To evaluate the effect of the size of stainless steel mesh and universal adhesive primer on the flexural strength of repaired polymethylmethacrylate (PMMA) denture base resin.

A total of 120 heat‐cured PMMA specimens with dimensions of 5 × 50 × 30 mm were prepared and repaired with two different sizes of stainless steel mesh reinforcement, one group with med‐fine mesh (size 0.42 mm2) and the second group with fine mesh (size 0.09 mm2). One subgroup was primed with a universal adhesive primer (Scotchbond Universal). Half of the specimens from each subgroup were subjected to artificial aging. The flexural strength was obtained by three‐point bend testing. Data were statistically analyzed using ANOVA and post hoc analysis (SPSS V28). The probability of failure was calculated using Weibull analysis. Scanning electron microscopy analysis was used to identify the mode of failure.

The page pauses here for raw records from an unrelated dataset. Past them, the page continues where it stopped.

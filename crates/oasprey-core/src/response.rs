//! Actual request/response types and the transport normalizer
//!
//! HTTP client libraries hand back responses in their own shapes. The engine
//! only consumes [`ActualResponse`]: a status, the originating request and a
//! body ready for schema validation.

use serde::{Deserialize, Serialize};
use serde_json::Value;

/// The request that produced an actual response.
#[derive(Debug, Clone, PartialEq, Eq, Serialize, Deserialize)]
pub struct ActualRequest {
    /// HTTP method, any case
    pub method: String,
    /// Path as sent, query included
    pub path: String,
}

impl ActualRequest {
    #[must_use]
    pub fn new(method: impl Into<String>, path: impl Into<String>) -> Self {
        Self {
            method: method.into(),
            path: path.into(),
        }
    }

    /// Only the pathname takes part in matching (path = pathname + query).
    #[must_use]
    pub fn pathname(&self) -> &str {
        pathname(&self.path)
    }

    /// Upper-cased method, as used in diagnostics.
    #[must_use]
    pub fn method_upper(&self) -> String {
        self.method.to_ascii_uppercase()
    }
}

/// Extract the pathname from a request path or absolute URL.
///
/// `/a/b?x=1#top` → `/a/b`, `http://host:8080/a?x` → `/a`.
#[must_use]
pub fn pathname(path: &str) -> &str {
    let without_origin = if path.starts_with('/') {
        path
    } else {
        match path.find("://") {
            Some(idx) => {
                let rest = &path[idx + 3..];
                let authority_end = rest.find(['/', '?', '#']).unwrap_or(rest.len());
                if rest[authority_end..].starts_with('/') {
                    &rest[authority_end..]
                } else {
                    "/"
                }
            }
            None => path,
        }
    };
    let end = without_origin
        .find(['?', '#'])
        .unwrap_or(without_origin.len());
    &without_origin[..end]
}

/// A normalized response, as consumed by the spec accessor.
#[derive(Debug, Clone, PartialEq)]
pub struct ActualResponse {
    pub status: u16,
    pub req: ActualRequest,
    body: Option<Value>,
    body_has_no_content: bool,
}

impl ActualResponse {
    #[must_use]
    pub fn new(status: u16, req: ActualRequest, body: Value) -> Self {
        Self::from_parts(status, req, Some(body))
    }

    fn from_parts(status: u16, req: ActualRequest, body: Option<Value>) -> Self {
        let body_has_no_content = matches!(&body, Some(Value::String(s)) if s.is_empty());
        Self {
            status,
            req,
            body,
            body_has_no_content,
        }
    }

    /// Body exactly as the transport delivered it.
    #[must_use]
    pub fn body(&self) -> Option<&Value> {
        self.body.as_ref()
    }

    /// True when the transport signalled "no content" with an empty string payload.
    #[must_use]
    pub fn is_body_empty(&self) -> bool {
        self.body_has_no_content
    }

    /// Body to validate: an absent body is `null`, never `""`, so strictly typed
    /// schemas do not reject a response that simply has no content.
    #[must_use]
    pub fn body_for_validation(&self) -> Value {
        if self.body_has_no_content {
            return Value::Null;
        }
        self.body.clone().unwrap_or(Value::Null)
    }

    /// What the response contained, for diagnostics.
    #[must_use]
    pub fn summary(&self) -> Value {
        serde_json::json!({ "body": self.body.clone().unwrap_or(Value::Null) })
    }
}

impl std::fmt::Display for ActualResponse {
    fn fmt(&self, f: &mut std::fmt::Formatter<'_>) -> std::fmt::Result {
        let text = serde_json::to_string_pretty(&self.summary()).map_err(|_| std::fmt::Error)?;
        f.write_str(&text)
    }
}

/// Raised when a value is not a response this crate knows how to read.
#[derive(Debug, Clone, PartialEq, Eq, thiserror::Error)]
pub enum ResponseError {
    #[error("Invalid response object: expected an object, received type '{0}'")]
    NotAnObject(&'static str),
    #[error("Unknown response object type: expected `status` with `data` and `request`, or `status` with `req`")]
    UnknownShape,
    #[error("Invalid response status: {0}")]
    InvalidStatus(String),
    #[error("Invalid request descriptor: {0}")]
    InvalidRequest(String),
}

/// Normalize a transport response.
///
/// Accepts two shapes:
/// - client style: `{ "status", "data", "request": { "method", "path" } }`
/// - plain mock:   `{ "status", "req": { "method", "path" }, "body"? }`
///
/// # Errors
///
/// Returns [`ResponseError`] when the value lacks a status, a request
/// descriptor or a payload field.
pub fn normalize(raw: &Value) -> Result<ActualResponse, ResponseError> {
    let obj = raw
        .as_object()
        .ok_or_else(|| ResponseError::NotAnObject(json_type_name(raw)))?;

    let (request, body) = if obj.contains_key("data")
        && obj.contains_key("status")
        && obj.contains_key("request")
    {
        (&obj["request"], obj.get("data").cloned())
    } else if obj.contains_key("status") && obj.contains_key("req") {
        (&obj["req"], obj.get("body").cloned())
    } else {
        return Err(ResponseError::UnknownShape);
    };

    let status = parse_status(&obj["status"])?;
    let req = parse_request(request)?;
    Ok(ActualResponse::from_parts(status, req, body))
}

impl TryFrom<&Value> for ActualResponse {
    type Error = ResponseError;

    fn try_from(raw: &Value) -> Result<Self, Self::Error> {
        normalize(raw)
    }
}

fn parse_status(value: &Value) -> Result<u16, ResponseError> {
    value
        .as_u64()
        .and_then(|n| u16::try_from(n).ok())
        .ok_or_else(|| ResponseError::InvalidStatus(value.to_string()))
}

fn parse_request(value: &Value) -> Result<ActualRequest, ResponseError> {
    let field = |name: &str| {
        value
            .get(name)
            .and_then(Value::as_str)
            .ok_or_else(|| ResponseError::InvalidRequest(format!("missing string `{name}`")))
    };
    Ok(ActualRequest::new(field("method")?, field("path")?))
}

/// JSON type name in the vocabulary users see in error messages.
#[must_use]
pub const fn json_type_name(value: &Value) -> &'static str {
    match value {
        Value::Null => "null",
        Value::Bool(_) => "boolean",
        Value::Number(_) => "number",
        Value::String(_) => "string",
        Value::Array(_) => "array",
        Value::Object(_) => "object",
    }
}
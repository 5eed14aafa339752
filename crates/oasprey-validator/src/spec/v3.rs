//! OpenAPI 3.x documents

use oasprey_core::{ActualRequest, ValidationError};
use serde_json::{Map, Value, json};

use super::OpenApiSpec;
use crate::path::{
    DEFAULT_BASE_PATH, find_openapi_path_matching_possible_pathnames, pathname_without_base_path,
};
use crate::schema::{SchemaDialect, SharedDefinitions};
use crate::servers::{Server, ServerMatch, matching_servers};

const RESPONSE_REF_PREFIX: &str = "#/components/responses/";

/// Accessor for an OpenAPI 3.0 or 3.1 document.
#[derive(Debug, Clone)]
pub struct OpenApi3Spec {
    document: Value,
    servers: Vec<Server>,
    did_user_define_servers: bool,
}

impl OpenApi3Spec {
    /// Wrap a document. A missing or empty `servers` list is replaced by a
    /// single server with url `/`, as the OpenAPI 3 defaults require.
    #[must_use]
    pub fn new(mut document: Value) -> Self {
        let did_user_define_servers = document
            .get("servers")
            .and_then(Value::as_array)
            .is_some_and(|servers| !servers.is_empty());
        if !did_user_define_servers {
            if let Some(obj) = document.as_object_mut() {
                obj.insert("servers".to_string(), json!([{ "url": DEFAULT_BASE_PATH }]));
            }
        }

        let servers = document
            .get("servers")
            .and_then(Value::as_array)
            .map(|servers| servers.iter().filter_map(Server::from_value).collect())
            .unwrap_or_default();

        Self {
            document,
            servers,
            did_user_define_servers,
        }
    }

    #[must_use]
    pub fn did_user_define_servers(&self) -> bool {
        self.did_user_define_servers
    }

    #[must_use]
    pub fn servers(&self) -> &[Server] {
        &self.servers
    }

    #[must_use]
    pub fn server_urls(&self) -> Vec<&str> {
        self.servers.iter().map(|s| s.url.as_str()).collect()
    }

    /// Servers whose base path prefixes `pathname`, with the matched concrete URL
    #[must_use]
    pub fn matching_servers(&self, pathname: &str) -> Vec<ServerMatch> {
        matching_servers(&self.servers, pathname)
    }

    #[must_use]
    pub fn matching_server_urls(&self, pathname: &str) -> Vec<String> {
        self.matching_servers(pathname)
            .into_iter()
            .map(|m| m.concrete_url)
            .collect()
    }

    #[must_use]
    pub fn matching_server_base_paths(&self, pathname: &str) -> Vec<String> {
        self.matching_servers(pathname)
            .into_iter()
            .map(|m| m.matching_base_path)
            .collect()
    }
}

/// `application/json`, else the first `+json` type, else the first declared.
fn select_media_type(content: &Map<String, Value>) -> Option<&Value> {
    content
        .get("application/json")
        .or_else(|| {
            content
                .iter()
                .find(|(media_type, _)| media_type.ends_with("+json"))
                .map(|(_, media)| media)
        })
        .or_else(|| content.values().next())
}

impl OpenApiSpec for OpenApi3Spec {
    fn document(&self) -> &Value {
        &self.document
    }

    fn find_openapi_path_matching_request(
        &self,
        request: &ActualRequest,
    ) -> Result<&str, ValidationError> {
        let pathname = request.pathname();
        let base_paths = self.matching_server_base_paths(pathname);
        tracing::debug!(pathname, ?base_paths, "matching server base paths");
        if base_paths.is_empty() {
            return Err(ValidationError::server_not_found(
                &request.method_upper(),
                pathname,
            ));
        }

        let possible_pathnames: Vec<String> = base_paths
            .iter()
            .map(|base_path| pathname_without_base_path(base_path, pathname))
            .collect();
        let paths = self.paths();
        let openapi_path = find_openapi_path_matching_possible_pathnames(&possible_pathnames, &paths)
            .ok_or_else(|| ValidationError::path_not_found(&request.method_upper(), pathname))?;
        tracing::debug!(pathname, openapi_path, "matched path");
        Ok(openapi_path)
    }

    fn find_response_definition(&self, reference: &str) -> Option<&Value> {
        let name = reference.split(RESPONSE_REF_PREFIX).nth(1)?;
        self.document
            .get("components")?
            .get("responses")?
            .get(name)
    }

    fn shared_definitions(&self) -> SharedDefinitions<'_> {
        SharedDefinitions::Components(self.document.get("components"))
    }

    fn schema_objects(&self) -> Option<&Map<String, Value>> {
        self.document
            .get("components")?
            .get("schemas")?
            .as_object()
    }

    fn dialect(&self) -> SchemaDialect {
        let version = self
            .document
            .get("openapi")
            .and_then(Value::as_str)
            .unwrap_or_default();
        if version.starts_with("3.1") {
            SchemaDialect::OpenApi31
        } else {
            SchemaDialect::OpenApi30
        }
    }

    fn response_schema<'a>(&self, response: &'a Value) -> Option<&'a Value> {
        let content = response.get("content")?.as_object()?;
        select_media_type(content)?.get("schema")
    }
}
//! OpenAPI document access
//!
//! [`OpenApiSpec`] holds the resolution pipeline shared by both versions:
//! request path to declared path, declared path to operation, operation to
//! response definition, response definition to schema. Version-specific
//! pieces (base path or servers, where responses and schemas live) are the
//! required trait methods implemented by [`OpenApi2Spec`] and
//! [`OpenApi3Spec`].

mod v2;
mod v3;

pub use v2::OpenApi2Spec;
pub use v3::OpenApi3Spec;

use oasprey_core::{ActualRequest, ActualResponse, ErrorCode, ValidationError};
use serde_json::{Map, Value};

use crate::schema::{self, SchemaDialect, SharedDefinitions, Subject};

/// Operation keys of a path item object.
pub const HTTP_METHODS: [&str; 8] = [
    "get", "put", "post", "delete", "options", "head", "patch", "trace",
];

/// A declared operation matched to a request.
#[derive(Debug, Clone)]
pub struct Operation<'a> {
    /// Declared path template, e.g. `/users/{id}`
    pub openapi_path: &'a str,
    /// Upper-case request method
    pub method: String,
    pub definition: &'a Value,
}

impl Operation<'_> {
    /// Declared response status keys, in declaration order.
    #[must_use]
    pub fn statuses(&self) -> Vec<&str> {
        self.definition
            .get("responses")
            .and_then(Value::as_object)
            .map(|responses| responses.keys().map(String::as_str).collect())
            .unwrap_or_default()
    }
}

/// The response definition a received response is checked against.
#[derive(Debug, Clone)]
pub struct ExpectedResponse<'a> {
    pub status: u16,
    pub operation: Operation<'a>,
    /// Response object after following a response-level `$ref`
    pub definition: &'a Value,
    /// Body schema, `None` when the response declares no body
    pub schema: Option<&'a Value>,
}

pub trait OpenApiSpec {
    /// The whole document
    fn document(&self) -> &Value;

    /// Match a request path to a declared path, honouring base paths or
    /// servers.
    ///
    /// # Errors
    ///
    /// `ServerNotFound`/`BasePathNotFound` when no base applies, otherwise
    /// `PathNotFound`.
    fn find_openapi_path_matching_request(
        &self,
        request: &ActualRequest,
    ) -> Result<&str, ValidationError>;

    /// Follow a response `$ref` into the document's shared responses.
    fn find_response_definition(&self, reference: &str) -> Option<&Value>;

    fn shared_definitions(&self) -> SharedDefinitions<'_>;

    /// Map of named schemas (`definitions` or `components.schemas`)
    fn schema_objects(&self) -> Option<&Map<String, Value>>;

    fn dialect(&self) -> SchemaDialect;

    /// Body schema of a response object, if it declares one.
    fn response_schema<'a>(&self, response: &'a Value) -> Option<&'a Value>;

    fn paths_object(&self) -> Option<&Map<String, Value>> {
        self.document().get("paths").and_then(Value::as_object)
    }

    /// Declared paths in document order
    fn paths(&self) -> Vec<&str> {
        self.paths_object()
            .map(|paths| paths.keys().map(String::as_str).collect())
            .unwrap_or_default()
    }

    fn path_item(&self, openapi_path: &str) -> Option<&Value> {
        self.paths_object()?.get(openapi_path)
    }

    fn schema_object(&self, name: &str) -> Option<&Value> {
        self.schema_objects()?.get(name)
    }

    fn schema_names(&self) -> Vec<&str> {
        self.schema_objects()
            .map(|schemas| schemas.keys().map(String::as_str).collect())
            .unwrap_or_default()
    }

    /// Upper-case methods declared for a path
    fn operation_methods(&self, openapi_path: &str) -> Vec<String> {
        let Some(item) = self.path_item(openapi_path).and_then(Value::as_object) else {
            return Vec::new();
        };
        item.keys()
            .filter(|key| HTTP_METHODS.contains(&key.as_str()))
            .map(|key| key.to_uppercase())
            .collect()
    }

    /// Response object for an exact status key, following a `$ref`.
    /// A `$ref` that points nowhere counts as no response.
    fn expected_response<'a>(&'a self, operation: &'a Value, status: u16) -> Option<&'a Value> {
        let response = operation.get("responses")?.get(status.to_string())?;
        match response.get("$ref").and_then(Value::as_str) {
            Some(reference) => self.find_response_definition(reference),
            None => Some(response),
        }
    }

    /// Resolve the operation a request targets.
    ///
    /// # Errors
    ///
    /// Any path resolution error, or `MethodNotFound`.
    fn find_operation(&self, request: &ActualRequest) -> Result<Operation<'_>, ValidationError> {
        let openapi_path = self.find_openapi_path_matching_request(request)?;
        let method = request.method_upper();
        let lower = method.to_lowercase();
        let definition = self
            .path_item(openapi_path)
            .filter(|_| HTTP_METHODS.contains(&lower.as_str()))
            .and_then(|item| item.get(lower.as_str()))
            .ok_or_else(|| {
                ValidationError::method_not_found(&method, request.pathname(), openapi_path)
            })?;

        tracing::debug!(method = %method, openapi_path, "matched operation");
        Ok(Operation {
            openapi_path,
            method,
            definition,
        })
    }

    /// Resolve the response definition for a received response.
    ///
    /// # Errors
    ///
    /// Any operation resolution error, or `StatusNotFound`.
    fn find_expected_response(
        &self,
        actual: &ActualResponse,
    ) -> Result<ExpectedResponse<'_>, ValidationError> {
        let operation = self.find_operation(&actual.req)?;
        let definition = self
            .expected_response(operation.definition, actual.status)
            .ok_or_else(|| {
                ValidationError::status_not_found(
                    actual.status,
                    &operation.method,
                    operation.openapi_path,
                )
            })?;

        Ok(ExpectedResponse {
            status: actual.status,
            operation,
            definition,
            schema: self.response_schema(definition),
        })
    }

    /// Check a body against a resolved expected response.
    ///
    /// # Errors
    ///
    /// `InvalidBody` listing every violation.
    fn validate_expected_body(
        &self,
        expected: &ExpectedResponse<'_>,
        body: &Value,
    ) -> Result<(), ValidationError> {
        let Some(schema) = expected.schema else {
            return Ok(());
        };
        schema::validate(schema, self.shared_definitions(), self.dialect(), body).map_err(
            |errors| {
                tracing::debug!(count = errors.len(), "response body violates schema");
                ValidationError::new(
                    ErrorCode::InvalidBody,
                    schema::join_errors(&errors, Subject::Response),
                )
            },
        )
    }

    /// Full check of a received response.
    ///
    /// # Errors
    ///
    /// The first failure along the resolution pipeline, or `InvalidBody`.
    fn validate_response(&self, actual: &ActualResponse) -> Result<(), ValidationError> {
        let expected = self.find_expected_response(actual)?;
        self.validate_expected_body(&expected, &actual.body_for_validation())
    }

    /// Check a standalone value against a schema from this document.
    ///
    /// # Errors
    ///
    /// `InvalidObject` listing every violation, paths rooted at `object`.
    fn validate_object(&self, value: &Value, schema: &Value) -> Result<(), ValidationError> {
        schema::validate(schema, self.shared_definitions(), self.dialect(), value).map_err(
            |errors| {
                ValidationError::new(
                    ErrorCode::InvalidObject,
                    schema::join_errors(&errors, Subject::Object),
                )
            },
        )
    }
}

/// A loaded document of either major version.
#[derive(Debug, Clone)]
pub enum ApiSpec {
    V2(OpenApi2Spec),
    V3(OpenApi3Spec),
}

impl ApiSpec {
    /// Pick the accessor from the document's version field.
    ///
    /// Documents with a `swagger` field are v2, everything else is v3.
    #[must_use]
    pub fn from_document(document: Value) -> Self {
        if document.get("swagger").is_some() {
            Self::V2(OpenApi2Spec::new(document))
        } else {
            Self::V3(OpenApi3Spec::new(document))
        }
    }

    #[must_use]
    pub fn as_dyn(&self) -> &dyn OpenApiSpec {
        &**self
    }

    /// Version string as declared (`2.0`, `3.0.3`, ...)
    #[must_use]
    pub fn version(&self) -> &str {
        let document = self.document();
        document
            .get("swagger")
            .or_else(|| document.get("openapi"))
            .and_then(Value::as_str)
            .unwrap_or_default()
    }
}

impl std::ops::Deref for ApiSpec {
    type Target = dyn OpenApiSpec;

    fn deref(&self) -> &Self::Target {
        match self {
            Self::V2(spec) => spec,
            Self::V3(spec) => spec,
        }
    }
}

A significantly higher mean flexural strength (p < 0.05) was recorded in primed groups non‐thermocycled with fine mesh (174.80 ± 50.27 MPa) and medium mesh (160.87 ± 41.50 MPa) compared to non‐primed groups. Non‐primed specimens with fine mesh exhibited the highest Weibull modulus (5.86), whereas that of primed medium mesh had the lowest Weibull modulus (2.64). Adhesive failure was identified at the interface of the stainless steel mesh and the self‐cure acrylic resin.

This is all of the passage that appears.